Cellular Levels of Oxidative Stress Affect the Response of Cervical Cancer Cells to Chemotherapeutic Agents

1Department of Basic Sciences, Loma Linda University School of Medicine, 11021 Campus Street, 101 Alumni Hall, Loma Linda, CA 92354, USA
2Department of Pharmacology and Toxicology, University of Texas Medical Branch, Galveston, TX 77555, USA

Received 12 June 2014; Revised 13 August 2014; Accepted 21 August 2014; Published 16 November 2014

Academic Editor: Wan-Liang Lu

Copyright © 2014 Maria Filippova et al. This is an open access article distributed under the Creative Commons Attribution License, which permits unrestricted use, distribution, and reproduction in any medium, provided the original work is properly cited.

Abstract

Treatment of advanced and relapsed cervical cancer is frequently ineffective, due in large part to chemoresistance. To examine the pathways responsible, we employed the cervical carcinoma-derived SiHa and CaSki cells as cellular models of resistance and sensitivity, respectively, to treatment with chemotherapeutic agents, doxorubicin, and cisplatin. We compared the proteomic profiles of SiHa and CaSki cells and identified pathways with the potential to contribute to the differential response.

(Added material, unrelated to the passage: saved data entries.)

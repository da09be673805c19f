//! Finite element definitions

use crate::element::base::FiniteElementBase;
use crate::element::data::FiniteElementData;
use crate::element::interval;
use crate::element::values::{CellValues, FaceValues, MappingTransform};
use crate::traits::Cell;
use crate::types::{check_index, check_shape, Array2, FeError, FeResult};
use rlst::{RlstScalar, Shape};

pub trait FiniteElement<const DIM: usize> {
    //! A finite element on cells of dimension `DIM`
    //!
    //! A concrete element provides [`FiniteElement::base`] and, in dimensions 2 and 3,
    //! the cell-level evaluation and support point routines together with the face hooks.
    //! Face and subface evaluation are built from those. In dimension 1 everything is
    //! provided.

    /// The scalar type
    type T: RlstScalar<Real = Self::T>;

    /// The dof layout, transfer matrices and component tables of the element
    fn base(&self) -> &FiniteElementBase<Self::T, DIM>;

    /// The dof layout
    fn data(&self) -> &FiniteElementData<DIM> {
        self.base().data()
    }

    /// Compute the requested quantities of `values` at `unit_points`.
    ///
    /// `unit_points` has shape `[npoints, DIM]`. Support points are those of the whole
    /// cell and do not depend on `unit_points`. `transform` holds the cell map's shape
    /// functions tabulated at `unit_points`.
    fn fill_fe_values<C: Cell<T = Self::T>>(
        &self,
        cell: &C,
        unit_points: &Array2<Self::T>,
        values: &mut CellValues<Self::T>,
        transform: &MappingTransform<Self::T>,
    ) -> FeResult<()> {
        let _ = transform;
        let npoints = check_points("unit_points", unit_points, DIM)?;
        values.check_shapes(npoints, self.data().total_dofs(), DIM)?;
        if DIM != 1 {
            return Err(FeError::PureFunctionCalled("fill_fe_values"));
        }
        interval::fill_mapping(cell, unit_points, values)?;
        if let Some(support_points) = values.support_points.as_mut() {
            self.support_points(cell, support_points)?;
        }
        Ok(())
    }

    /// Compute the requested quantities of `values` on face `face_no` of `cell`.
    ///
    /// `face_unit_points` has shape `[npoints, DIM - 1]`; `cell_unit_points` holds the same
    /// points as seen from the cell, shape `[npoints, DIM]`. The support point buffer, if
    /// present, receives the support points of the face. The results are computed into
    /// new buffers which replace those of `values` once every quantity has been computed,
    /// so `values` is untouched if an error is returned.
    fn fill_fe_face_values<C: Cell<T = Self::T>>(
        &self,
        cell: &C,
        face_no: usize,
        face_unit_points: &Array2<Self::T>,
        cell_unit_points: &Array2<Self::T>,
        values: &mut FaceValues<Self::T>,
        transform: &MappingTransform<Self::T>,
    ) -> FeResult<()> {
        if DIM == 1 {
            return Err(FeError::NotImplemented(
                "face values of one-dimensional elements",
            ));
        }
        check_index(face_no, self.base().faces_per_cell())?;
        let npoints = check_face_points(face_unit_points, cell_unit_points, DIM)?;
        let nsupport = self.data().dofs_per_face();
        values.check_shapes(npoints, nsupport, DIM)?;

        // Nothing reaches `values` unless every step succeeds
        let mut staged = FaceValues::new(values.flags(), npoints, nsupport, DIM);
        let face_support_points = staged.cell.support_points.take();
        self.fill_fe_values(cell, cell_unit_points, &mut staged.cell, transform)?;
        staged.cell.support_points = face_support_points;

        if let Some(support_points) = staged.cell.support_points.as_mut() {
            self.face_support_points(cell, face_no, support_points)?;
        }
        if let Some(determinants) = staged.face_jacobians.as_mut() {
            self.face_jacobians(cell, face_no, face_unit_points, determinants)?;
        }
        if let Some(normals) = staged.normal_vectors.as_mut() {
            self.normal_vectors(cell, face_no, face_unit_points, normals)?;
        }
        *values = staged;
        Ok(())
    }

    /// Compute the requested quantities of `values` on subface `subface_no` of face
    /// `face_no` of `cell`.
    ///
    /// Subfaces have no dofs of their own, so support points cannot be requested.
    #[allow(clippy::too_many_arguments)]
    fn fill_fe_subface_values<C: Cell<T = Self::T>>(
        &self,
        cell: &C,
        face_no: usize,
        subface_no: usize,
        face_unit_points: &Array2<Self::T>,
        cell_unit_points: &Array2<Self::T>,
        values: &mut FaceValues<Self::T>,
        transform: &MappingTransform<Self::T>,
    ) -> FeResult<()> {
        if DIM == 1 {
            return Err(FeError::NotImplemented(
                "subface values of one-dimensional elements",
            ));
        }
        if values.cell.support_points.is_some() {
            return Err(FeError::NotImplemented("support points on subfaces"));
        }
        check_index(face_no, self.base().faces_per_cell())?;
        check_index(subface_no, self.base().subfaces_per_face())?;
        let npoints = check_face_points(face_unit_points, cell_unit_points, DIM)?;
        values.check_shapes(npoints, 0, DIM)?;

        let mut staged = FaceValues::new(values.flags(), npoints, 0, DIM);
        self.fill_fe_values(cell, cell_unit_points, &mut staged.cell, transform)?;

        if let Some(determinants) = staged.face_jacobians.as_mut() {
            self.subface_jacobians(cell, face_no, subface_no, face_unit_points, determinants)?;
        }
        if let Some(normals) = staged.normal_vectors.as_mut() {
            self.subface_normal_vectors(cell, face_no, subface_no, face_unit_points, normals)?;
        }
        *values = staged;
        Ok(())
    }

    /// Write the support points of the dofs on the reference cell into `support_points`,
    /// which must have shape `[total_dofs, DIM]`
    fn unit_support_points(&self, support_points: &mut Array2<Self::T>) -> FeResult<()> {
        check_shape(
            "support_points",
            support_points.shape(),
            [self.data().total_dofs(), DIM],
        )?;
        if DIM != 1 {
            return Err(FeError::PureFunctionCalled("unit_support_points"));
        }
        interval::unit_support_points(self.data(), support_points);
        Ok(())
    }

    /// Write the support points of the dofs on `cell` into `support_points`, which must
    /// have shape `[total_dofs, DIM]`
    fn support_points<C: Cell<T = Self::T>>(
        &self,
        cell: &C,
        support_points: &mut Array2<Self::T>,
    ) -> FeResult<()> {
        check_shape(
            "support_points",
            support_points.shape(),
            [self.data().total_dofs(), DIM],
        )?;
        if DIM != 1 {
            return Err(FeError::PureFunctionCalled("support_points"));
        }
        interval::support_points(self.data(), cell, support_points)
    }

    /// Write the support points of the dofs on face `face_no` of `cell` into
    /// `support_points`, which has shape `[dofs_per_face, DIM]`
    fn face_support_points<C: Cell<T = Self::T>>(
        &self,
        cell: &C,
        face_no: usize,
        support_points: &mut Array2<Self::T>,
    ) -> FeResult<()> {
        let _ = (cell, face_no, support_points);
        Err(FeError::PureFunctionCalled("face_support_points"))
    }

    /// Write the determinant of the face map's Jacobian at each point into `determinants`
    fn face_jacobians<C: Cell<T = Self::T>>(
        &self,
        cell: &C,
        face_no: usize,
        face_unit_points: &Array2<Self::T>,
        determinants: &mut [Self::T],
    ) -> FeResult<()> {
        let _ = (cell, face_no, face_unit_points, determinants);
        Err(FeError::PureFunctionCalled("face_jacobians"))
    }

    /// Write the determinant of the subface map's Jacobian at each point into `determinants`
    fn subface_jacobians<C: Cell<T = Self::T>>(
        &self,
        cell: &C,
        face_no: usize,
        subface_no: usize,
        face_unit_points: &Array2<Self::T>,
        determinants: &mut [Self::T],
    ) -> FeResult<()> {
        let _ = (cell, face_no, subface_no, face_unit_points, determinants);
        Err(FeError::PureFunctionCalled("subface_jacobians"))
    }

    /// Write the outward unit normal at each point of a face into `normals`
    fn normal_vectors<C: Cell<T = Self::T>>(
        &self,
        cell: &C,
        face_no: usize,
        face_unit_points: &Array2<Self::T>,
        normals: &mut Array2<Self::T>,
    ) -> FeResult<()> {
        let _ = (cell, face_no, face_unit_points, normals);
        Err(FeError::PureFunctionCalled("normal_vectors"))
    }

    /// Write the outward unit normal at each point of a subface into `normals`
    fn subface_normal_vectors<C: Cell<T = Self::T>>(
        &self,
        cell: &C,
        face_no: usize,
        subface_no: usize,
        face_unit_points: &Array2<Self::T>,
        normals: &mut Array2<Self::T>,
    ) -> FeResult<()> {
        let _ = (cell, face_no, subface_no, face_unit_points, normals);
        Err(FeError::PureFunctionCalled("subface_normal_vectors"))
    }

    /// The number of elements this element is composed of
    fn n_base_elements(&self) -> usize {
        1
    }

    /// The `index`th element this element is composed of
    fn base_element(&self, index: usize) -> FeResult<&Self>
    where
        Self: Sized,
    {
        check_index(index, 1)?;
        Ok(self)
    }
}

/// Check that `points` has `dim` columns and return the number of points
fn check_points<T: RlstScalar>(
    field: &'static str,
    points: &Array2<T>,
    dim: usize,
) -> FeResult<usize> {
    let [npoints, _] = points.shape();
    check_shape(field, points.shape(), [npoints, dim])?;
    Ok(npoints)
}

/// Check a pair of face and cell points and return the number of points
fn check_face_points<T: RlstScalar>(
    face_unit_points: &Array2<T>,
    cell_unit_points: &Array2<T>,
    dim: usize,
) -> FeResult<usize> {
    let npoints = check_points("face_unit_points", face_unit_points, dim.saturating_sub(1))?;
    check_shape(
        "cell_unit_points",
        cell_unit_points.shape(),
        [npoints, dim],
    )?;
    Ok(npoints)
}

We then extended these findings by comparing the expression level of genes involved in reactive oxygen species (ROS) metabolism through the use of a RT-PCR array. The analyses demonstrated that the resistant SiHa cells expressed higher levels of antioxidant enzymes. Decreasing or increasing oxidative stress led to protection or sensitization, respectively, in both cell lines, supporting the idea that cellular levels of oxidative stress affect responsiveness to treatment. Interestingly, doxorubicin and cisplatin induced different profiles of ROS, and these differences appear to contribute to the sensitivity to treatment displayed by cervical cancer cells. Overall, our findings demonstrate that cervical cancer cells display variable profiles with respect to their redox-generating and -adaptive systems, and that these different profiles have the potential to contribute to their responses to treatments with chemotherapy.